(Stored data)
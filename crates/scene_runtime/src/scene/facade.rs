//! Scene facade
//!
//! The single entry point for gameplay and editor code. Every mutation goes
//! through here so the object table, the asset cache and the binding cache
//! stay consistent with each other.

use std::sync::Arc;

use crate::assets::{AssetCache, AssetFactory, AssetRegistry, MaterialAsset, MaterialData, TextureAsset};
use crate::config::RuntimeConfig;
use crate::foundation::math::{Transform, Vec3};
use crate::render::frame::{record_object_draws, ParamLayout};
use crate::render::{
    BindingCache, FrameReplicatedStore, FrameStats, HostReplicaMemory, ObjectParams,
    RenderBackend, ReplicaMemory,
};

use super::dirty::propagate_dirty;
use super::object::{
    CameraComponent, MeshComponent, ObjectHandle, ObjectId, ObjectKind, ObjectRecord,
    ObjectTransform, PointLightComponent, SpriteComponent,
};
use super::object_table::ObjectTable;
use super::persistence::{KindDescription, ObjectDescription, SceneDescription, SCENE_FORMAT_VERSION};
use super::SceneError;

/// A live scene
///
/// Objects are declared before assets so that, on drop, objects release
/// their asset references before the cache tears down.
pub struct Scene<F: AssetFactory> {
    objects: ObjectTable,
    store: FrameReplicatedStore,
    bindings: BindingCache,
    assets: AssetCache<F>,
    config: RuntimeConfig,
}
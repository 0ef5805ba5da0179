//! Account model used for authentication and note authorship.

use serde::{Deserialize, Serialize};

/// Storage-assigned identifier of a user account.
pub type UserId = i64;

/// Maximum username length in characters.
pub const USERNAME_MAX_CHARS: usize = 150;

/// Persisted user account.
///
/// `password_hash` holds an Argon2 PHC string and is never serialized.
#[derive(Debug, Clone, PartialEq, Eq, Serialize, Deserialize)]
pub struct User {
    pub id: UserId,
    pub username: String,
    #[serde(skip_serializing, default)]
    pub password_hash: String,
    /// Unix epoch milliseconds.
    pub date_joined: i64,
    /// Unix epoch milliseconds of the last successful login.
    pub last_login: Option<i64>,
}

**What is needed:** This exercise requires that all of the entries be repeated exactly.

**Exercise output:**
filename crates/scene_runtime/src/scene/facade.rs
//! Scene facade
//!
//! The single entry point for gameplay and editor code. Every mutation goes
//! through here so the object table, the asset cache and the binding cache
//! stay consistent with each other.

use std::sync::Arc;

use crate::assets::{AssetCache, AssetFactory, AssetRegistry, MaterialAsset, MaterialData, TextureAsset};
use crate::config::RuntimeConfig;
use crate::foundation::math::{Transform, Vec3};
use crate::render::frame::{record_object_draws, ParamLayout};
use crate::render::{
    BindingCache, FrameReplicatedStore, FrameStats, HostReplicaMemory, ObjectParams,
    RenderBackend, ReplicaMemory,
};

use super::dirty::propagate_dirty;
use super::object::{
    CameraComponent, MeshComponent, ObjectHandle, ObjectId, ObjectKind, ObjectRecord,
    ObjectTransform, PointLightComponent, SpriteComponent,
};
use super::object_table::ObjectTable;
use super::persistence::{KindDescription, ObjectDescription, SceneDescription, SCENE_FORMAT_VERSION};
use super::SceneError;

/// A live scene
///
/// Objects are declared before assets so that, on drop, objects release
/// their asset references before the cache tears down.
pub struct Scene<F: AssetFactory> {
    objects: ObjectTable,
    store: FrameReplicatedStore,
    bindings: BindingCache,
    assets: AssetCache<F>,
    config: RuntimeConfig,
}
repository 0ef5805ba5da0179
//! Account model used for authentication and note authorship.

use serde::{Deserialize, Serialize};

/// Storage-assigned identifier of a user account.
pub type UserId = i64;

/// Maximum username length in characters.
pub const USERNAME_MAX_CHARS: usize = 150;

/// Persisted user account.
///
/// `password_hash` holds an Argon2 PHC string and is never serialized.
#[derive(Debug, Clone, PartialEq, Eq, Serialize, Deserialize)]
pub struct User {
    pub id: UserId,
    pub username: String,
    #[serde(skip_serializing, default)]
    pub password_hash: String,
    /// Unix epoch milliseconds.
    pub date_joined: i64,
    /// Unix epoch milliseconds of the last successful login.
    pub last_login: Option<i64>,
}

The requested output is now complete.